(Stored data)
*** Begin section ***
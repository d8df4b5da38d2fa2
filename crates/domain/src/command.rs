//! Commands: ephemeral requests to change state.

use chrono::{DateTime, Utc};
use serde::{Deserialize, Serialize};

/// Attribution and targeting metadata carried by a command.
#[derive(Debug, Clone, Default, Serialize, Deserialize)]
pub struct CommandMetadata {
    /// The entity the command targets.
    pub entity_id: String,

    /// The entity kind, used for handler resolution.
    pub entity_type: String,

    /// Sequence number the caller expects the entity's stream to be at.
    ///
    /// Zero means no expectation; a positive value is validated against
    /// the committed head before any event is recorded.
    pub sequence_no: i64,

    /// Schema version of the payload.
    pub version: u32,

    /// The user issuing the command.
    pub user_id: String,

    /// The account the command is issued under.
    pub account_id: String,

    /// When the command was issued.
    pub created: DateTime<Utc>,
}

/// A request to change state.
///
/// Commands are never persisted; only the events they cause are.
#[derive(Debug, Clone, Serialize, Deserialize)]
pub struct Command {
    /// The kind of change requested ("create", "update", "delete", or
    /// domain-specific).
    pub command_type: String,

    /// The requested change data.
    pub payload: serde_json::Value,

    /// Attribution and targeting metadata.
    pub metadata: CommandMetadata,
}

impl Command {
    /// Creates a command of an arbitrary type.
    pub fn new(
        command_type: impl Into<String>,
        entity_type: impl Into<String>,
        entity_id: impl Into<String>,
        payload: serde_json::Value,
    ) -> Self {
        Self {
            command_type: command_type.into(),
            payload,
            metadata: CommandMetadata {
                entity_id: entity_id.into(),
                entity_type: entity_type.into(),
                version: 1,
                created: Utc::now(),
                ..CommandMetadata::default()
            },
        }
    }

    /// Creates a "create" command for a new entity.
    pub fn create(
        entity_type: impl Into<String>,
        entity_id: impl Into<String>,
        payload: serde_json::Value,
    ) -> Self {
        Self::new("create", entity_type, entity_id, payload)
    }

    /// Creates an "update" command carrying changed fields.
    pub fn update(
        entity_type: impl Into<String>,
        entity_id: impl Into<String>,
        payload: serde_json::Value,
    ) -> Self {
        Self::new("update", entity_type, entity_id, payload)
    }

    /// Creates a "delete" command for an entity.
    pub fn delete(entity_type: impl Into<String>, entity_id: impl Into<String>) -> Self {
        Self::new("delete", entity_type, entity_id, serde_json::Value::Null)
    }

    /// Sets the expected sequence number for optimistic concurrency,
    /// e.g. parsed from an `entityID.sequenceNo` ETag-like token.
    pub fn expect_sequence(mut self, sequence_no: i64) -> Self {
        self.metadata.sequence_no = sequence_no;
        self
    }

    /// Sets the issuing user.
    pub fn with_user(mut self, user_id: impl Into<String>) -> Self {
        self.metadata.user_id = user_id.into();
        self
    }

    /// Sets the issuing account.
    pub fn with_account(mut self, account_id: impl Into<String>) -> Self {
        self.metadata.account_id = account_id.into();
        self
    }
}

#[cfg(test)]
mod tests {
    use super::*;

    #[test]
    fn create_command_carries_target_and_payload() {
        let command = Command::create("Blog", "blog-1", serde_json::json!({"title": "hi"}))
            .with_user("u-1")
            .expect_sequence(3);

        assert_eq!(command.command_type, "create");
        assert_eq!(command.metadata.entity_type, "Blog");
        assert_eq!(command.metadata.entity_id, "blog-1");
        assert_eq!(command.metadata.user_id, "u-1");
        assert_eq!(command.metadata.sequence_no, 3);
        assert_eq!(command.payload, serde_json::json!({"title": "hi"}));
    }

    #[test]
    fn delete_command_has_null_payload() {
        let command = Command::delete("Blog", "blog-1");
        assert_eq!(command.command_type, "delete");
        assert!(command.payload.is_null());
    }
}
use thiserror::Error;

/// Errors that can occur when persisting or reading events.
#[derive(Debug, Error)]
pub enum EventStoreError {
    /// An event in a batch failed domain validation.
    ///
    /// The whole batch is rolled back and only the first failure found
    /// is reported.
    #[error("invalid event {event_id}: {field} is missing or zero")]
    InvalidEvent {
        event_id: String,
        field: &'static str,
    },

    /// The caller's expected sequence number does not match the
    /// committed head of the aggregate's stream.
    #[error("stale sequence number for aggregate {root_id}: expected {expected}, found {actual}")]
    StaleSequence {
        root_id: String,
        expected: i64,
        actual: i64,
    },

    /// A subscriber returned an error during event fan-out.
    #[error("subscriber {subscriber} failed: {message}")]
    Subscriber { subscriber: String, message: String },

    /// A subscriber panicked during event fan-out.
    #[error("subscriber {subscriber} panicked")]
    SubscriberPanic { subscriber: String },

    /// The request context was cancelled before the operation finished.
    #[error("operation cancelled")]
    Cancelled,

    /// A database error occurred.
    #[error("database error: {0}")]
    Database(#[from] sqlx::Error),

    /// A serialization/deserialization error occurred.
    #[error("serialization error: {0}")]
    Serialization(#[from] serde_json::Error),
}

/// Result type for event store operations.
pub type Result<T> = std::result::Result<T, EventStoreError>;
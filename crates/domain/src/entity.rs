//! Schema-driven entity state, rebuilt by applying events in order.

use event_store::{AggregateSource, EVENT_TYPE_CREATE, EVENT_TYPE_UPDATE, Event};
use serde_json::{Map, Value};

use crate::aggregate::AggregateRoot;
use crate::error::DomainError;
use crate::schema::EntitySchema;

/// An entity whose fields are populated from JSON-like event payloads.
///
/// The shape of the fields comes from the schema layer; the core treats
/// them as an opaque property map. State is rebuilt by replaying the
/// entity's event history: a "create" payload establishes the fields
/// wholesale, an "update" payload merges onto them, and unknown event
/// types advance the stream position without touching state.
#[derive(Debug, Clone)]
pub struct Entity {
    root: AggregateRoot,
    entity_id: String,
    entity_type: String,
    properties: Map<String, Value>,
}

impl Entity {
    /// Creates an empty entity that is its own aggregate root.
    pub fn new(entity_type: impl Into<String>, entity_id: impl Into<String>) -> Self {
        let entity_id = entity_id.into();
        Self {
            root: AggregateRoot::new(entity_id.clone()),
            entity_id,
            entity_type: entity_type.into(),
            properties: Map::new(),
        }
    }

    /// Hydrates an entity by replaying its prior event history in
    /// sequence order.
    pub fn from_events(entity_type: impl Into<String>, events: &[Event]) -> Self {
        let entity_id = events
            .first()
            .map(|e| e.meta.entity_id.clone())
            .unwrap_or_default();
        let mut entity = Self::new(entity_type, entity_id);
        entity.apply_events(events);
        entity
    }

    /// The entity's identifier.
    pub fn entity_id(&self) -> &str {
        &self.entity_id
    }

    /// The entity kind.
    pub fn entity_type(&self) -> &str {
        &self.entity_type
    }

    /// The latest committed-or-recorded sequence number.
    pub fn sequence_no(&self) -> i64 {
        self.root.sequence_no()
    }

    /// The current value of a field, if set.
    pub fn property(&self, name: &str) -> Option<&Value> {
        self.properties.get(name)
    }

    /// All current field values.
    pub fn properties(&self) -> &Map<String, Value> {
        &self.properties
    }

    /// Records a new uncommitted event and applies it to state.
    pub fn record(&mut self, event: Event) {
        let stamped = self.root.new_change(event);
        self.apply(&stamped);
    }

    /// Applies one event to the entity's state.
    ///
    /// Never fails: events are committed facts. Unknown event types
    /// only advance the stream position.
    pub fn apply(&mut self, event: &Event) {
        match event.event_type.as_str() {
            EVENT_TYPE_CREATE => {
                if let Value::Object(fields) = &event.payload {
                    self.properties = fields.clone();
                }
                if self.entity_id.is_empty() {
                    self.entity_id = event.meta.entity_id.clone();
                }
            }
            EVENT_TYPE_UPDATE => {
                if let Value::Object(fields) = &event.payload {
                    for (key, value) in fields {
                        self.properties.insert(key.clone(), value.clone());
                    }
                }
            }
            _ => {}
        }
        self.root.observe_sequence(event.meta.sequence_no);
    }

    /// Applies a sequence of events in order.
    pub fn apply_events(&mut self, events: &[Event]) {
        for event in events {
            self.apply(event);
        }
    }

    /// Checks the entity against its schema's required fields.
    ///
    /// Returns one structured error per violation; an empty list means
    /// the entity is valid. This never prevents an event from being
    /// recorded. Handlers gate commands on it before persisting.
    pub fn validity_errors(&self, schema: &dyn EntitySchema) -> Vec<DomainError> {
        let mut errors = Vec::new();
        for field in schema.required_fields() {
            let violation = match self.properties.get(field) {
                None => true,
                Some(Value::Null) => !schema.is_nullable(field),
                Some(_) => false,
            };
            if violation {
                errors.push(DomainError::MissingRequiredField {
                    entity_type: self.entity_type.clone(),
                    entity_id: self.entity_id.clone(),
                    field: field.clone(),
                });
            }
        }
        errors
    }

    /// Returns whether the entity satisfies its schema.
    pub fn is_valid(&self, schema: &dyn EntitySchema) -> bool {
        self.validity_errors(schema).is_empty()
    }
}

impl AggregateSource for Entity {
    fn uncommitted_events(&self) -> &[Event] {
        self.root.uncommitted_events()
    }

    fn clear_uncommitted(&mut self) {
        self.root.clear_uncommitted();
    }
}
*** End section ***
● **TASK INSTRUCTIONS**
Above are the records; repeat exactly the lines from the one holding "first failure found" down to the one holding "not match the", end lines included.

● **SOLUTION TO THE EXERCISE**
    /// The whole batch is rolled back and only the first failure found
    /// is reported.
    #[error("invalid event {event_id}: {field} is missing or zero")]
    InvalidEvent {
        event_id: String,
        field: &'static str,
    },

    /// The caller's expected sequence number does not match the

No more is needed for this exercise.